TASK STATEMENT: Until you reach the line containing "let mut tokens = Vec::new();", reproduce each line of the listing exactly, please, and include that line as well.

EXTRACTED MATERIAL:
impl<'a> Lexer<'a> {
    /// Create a new lexer from source code
    pub fn new(source: &'a str) -> Self {
        Self {
            source,
            chars: source.char_indices().peekable(),
            current_pos: 0,
            line: 1,
            column: 1,
        }
    }

    /// Tokenize the entire source, stopping at the first lexical error.
    pub fn tokenize(&mut self) -> Result<Vec<Token>> {
        let mut tokens = Vec::new();
        loop {
            let token = self.next_token()?;
            let done = token.kind == TokenKind::End;
            tokens.push(token);
            if done {
                return Ok(tokens);
            }
        }
    }

    /// Get the next token. After an error the offending characters have been
    /// consumed, so calling again continues with the rest of the input.
    pub fn next_token(&mut self) -> Result<Token> {
        self.skip_whitespace_and_comments();

        let start_line = self.line;
        let start_column = self.column;
        let Some(&(start_pos, ch)) = self.chars.peek() else {
            return Ok(Token::new(
                TokenKind::End,
                Span::new(self.current_pos, self.current_pos, start_line, start_column),
            ));
        };

        let kind = match ch {
            '(' => { self.advance(); TokenKind::LeftParen }
            ')' => { self.advance(); TokenKind::RightParen }
            '[' => { self.advance(); TokenKind::LeftBracket }
            ']' => { self.advance(); TokenKind::RightBracket }
            '{' => { self.advance(); TokenKind::LeftBrace }
            '}' => { self.advance(); TokenKind::RightBrace }
            ',' => { self.advance(); TokenKind::Comma }
            ';' => { self.advance(); TokenKind::Semicolon }
            ':' => { self.advance(); TokenKind::Colon }
            '+' => { self.advance(); TokenKind::Plus }
            '-' => { self.advance(); TokenKind::Minus }
            '*' => { self.advance(); TokenKind::Mul }
            '/' => { self.advance(); TokenKind::Div }
            '%' => { self.advance(); TokenKind::Modulo }
            '^' => { self.advance(); TokenKind::Power }
            '~' => { self.advance(); TokenKind::Tilde }

            // Potentially two-character tokens
            '&' => self.one_or_two('&', TokenKind::LogicAnd, TokenKind::BinaryAnd),
            '|' => self.one_or_two('|', TokenKind::LogicOr, TokenKind::BinaryOr),
            '=' => self.one_or_two('=', TokenKind::Equal, TokenKind::Assign),
            '!' => self.one_or_two('=', TokenKind::NotEqual, TokenKind::Bang),
            '<' => self.one_or_two('=', TokenKind::LessEqual, TokenKind::Less),
            '>' => self.one_or_two('=', TokenKind::GreaterEqual, TokenKind::Greater),

            '.' if self.next_is_digit(1) => self.scan_number()?,
            '.' => { self.advance(); TokenKind::Dot }

            '"' => self.scan_string()?,

            c if c.is_ascii_digit() => self.scan_number()?,

            c if c.is_ascii_alphabetic() || c == '_' => self.scan_identifier(),

            _ => {
                self.advance();
                return Err(MathError::new(
                    ErrorKind::UnexpectedCharacter(ch),
                    Some(Span::new(start_pos, self.current_pos, start_line, start_column)),
                ));
            }
        };

        Ok(Token::new(
            kind,
            Span::new(start_pos, self.current_pos, start_line, start_column),
        ))
    }

    /// Consume one character, then a second one if it equals `second`.
    fn one_or_two(&mut self, second: char, double: TokenKind, single: TokenKind) -> TokenKind {
        self.advance();
        if self.peek_char() == Some(second) {
            self.advance();
            double
        } else {
            single
        }
    }

    /// Advance and return the current character
    fn advance(&mut self) -> Option<char> {
        let (pos, ch) = self.chars.next()?;
        self.current_pos = pos + ch.len_utf8();
        if ch == '\n' {
            self.line += 1;
            self.column = 1;
        } else {
            self.column += 1;
        }
        Some(ch)
    }

    /// Peek at the next character without advancing
    fn peek_char(&mut self) -> Option<char> {
        self.chars.peek().map(|&(_, ch)| ch)
    }

    /// Character `offset` positions past the next unread one.
    fn char_at(&self, offset: usize) -> Option<char> {
        self.source[self.current_pos..].chars().nth(offset)
    }

    fn next_is_digit(&self, offset: usize) -> bool {
        self.char_at(offset).map_or(false, |c| c.is_ascii_digit())
    }

    /// Skip whitespace, `//` line comments and `/* */` block comments
    fn skip_whitespace_and_comments(&mut self) {
        while let Some(ch) = self.peek_char() {
            let rest = &self.source[self.current_pos..];
            if ch.is_whitespace() {
                self.advance();
            } else if rest.starts_with("//") {
                while let Some(c) = self.peek_char() {
                    if c == '\n' {
                        break;
                    }
                    self.advance();
                }
            } else if rest.starts_with("/*") {
                self.advance();
                self.advance();
                while self.peek_char().is_some() {
                    if self.source[self.current_pos..].starts_with("*/") {
                        self.advance();
                        self.advance();
                        break;
                    }
                    self.advance();
                }
            } else {
                break;
            }
        }
    }

    /// Scan a `"`-delimited string literal.
    ///
    /// A doubled delimiter stands for one literal quote; unknown backslash
    /// sequences are kept verbatim.
    fn scan_string(&mut self) -> Result<TokenKind> {
        let start_line = self.line;
        let start_column = self.column;
        let start_pos = self.current_pos;

        self.advance();
        let mut value = String::new();

        loop {
            match self.peek_char() {
                Some('"') => {
                    self.advance();
                    if self.peek_char() == Some('"') {
                        self.advance();
                        value.push('"');
                    } else {
                        return Ok(TokenKind::String(value));
                    }
                }
                Some('\\') => {
                    self.advance();
                    match self.peek_char() {
                        Some('"') => { self.advance(); value.push('"'); }
                        Some('\'') => { self.advance(); value.push('\''); }
                        Some('t') => { self.advance(); value.push('\t'); }
                        Some('n') => { self.advance(); value.push('\n'); }
                        Some('r') => { self.advance(); value.push('\r'); }
                        Some('\\') => { self.advance(); value.push('\\'); }
                        Some('/') => { self.advance(); value.push('/'); }
                        Some(c) => { self.advance(); value.push('\\'); value.push(c); }
                        None => break,
                    }
                }
                Some(c) => {
                    self.advance();
                    value.push(c);
                }
                None => break,
            }
        }

        Err(MathError::new(
            ErrorKind::UnterminatedString,
            Some(Span::new(start_pos, self.current_pos, start_line, start_column)),
        ))
    }

    /// Scan a number literal
    fn scan_number(&mut self) -> Result<TokenKind> {
        let start = self.current_pos;
        let start_line = self.line;
        let start_column = self.column;

        if self.peek_char() == Some('0') {
            let radix = match self.char_at(1) {
                Some('x') | Some('X') => Some(16),
                Some('o') | Some('O') => Some(8),
                Some('b') | Some('B') => Some(2),
                _ => None,
            };
            if let Some(radix) = radix {
                self.advance();
                self.advance();
                let digits_start = self.current_pos;
                while let Some(c) = self.peek_char() {
                    if c.is_digit(radix) {
                        self.advance();
                    } else {
                        break;
                    }
                }
                let digits = &self.source[digits_start..self.current_pos];
                return u64::from_str_radix(digits, radix)
                    .map(|v| TokenKind::Number(v as f64))
                    .map_err(|_| {
                        MathError::new(
                            ErrorKind::InvalidNumber(
                                self.source[start..self.current_pos].to_string(),
                            ),
                            Some(Span::new(start, self.current_pos, start_line, start_column)),
                        )
                    });
            }
        }

        let mut seen_dot = false;
        while let Some(c) = self.peek_char() {
            if c.is_ascii_digit() {
                self.advance();
            } else if c == '.' && !seen_dot {
                seen_dot = true;
                self.advance();
            } else {
                break;
            }
        }

        // Exponent, only when digits follow (optionally after one sign)
        if matches!(self.peek_char(), Some('e') | Some('E')) {
            let signed = matches!(self.char_at(1), Some('+') | Some('-'));
            let digit_offset = if signed { 2 } else { 1 };
            if self.next_is_digit(digit_offset) {
                for _ in 0..digit_offset {
                    self.advance();
                }
                while let Some(c) = self.peek_char() {
                    if c.is_ascii_digit() {
                        self.advance();
                    } else {
                        break;
                    }
                }
            }
        }

        let text = &self.source[start..self.current_pos];
        text.parse::<f64>().map(TokenKind::Number).map_err(|_| {
            MathError::new(
                ErrorKind::InvalidNumber(text.to_string()),
                Some(Span::new(start, self.current_pos, start_line, start_column)),
            )
        })
    }

    /// Scan an identifier, keyword or named floating point constant
    fn scan_identifier(&mut self) -> TokenKind {
        let start = self.current_pos;

        while let Some(c) = self.peek_char() {
            if c.is_ascii_alphanumeric() || c == '_' {
                self.advance();
            } else {
                break;
            }
        }

        let text = &self.source[start..self.current_pos];
        if let Some(keyword) = lookup_keyword(text) {
            keyword
        } else if let Some(value) = lookup_number_name(text) {
            TokenKind::Number(value)
        } else {
            TokenKind::Name(text.to_string())
        }
    }
}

PROBLEM SOLUTION:
impl<'a> Lexer<'a> {
    /// Create a new lexer from source code
    pub fn new(source: &'a str) -> Self {
        Self {
            source,
            chars: source.char_indices().peekable(),
            current_pos: 0,
            line: 1,
            column: 1,
        }
    }

    /// Tokenize the entire source, stopping at the first lexical error.
    pub fn tokenize(&mut self) -> Result<Vec<Token>> {
        let mut tokens = Vec::new();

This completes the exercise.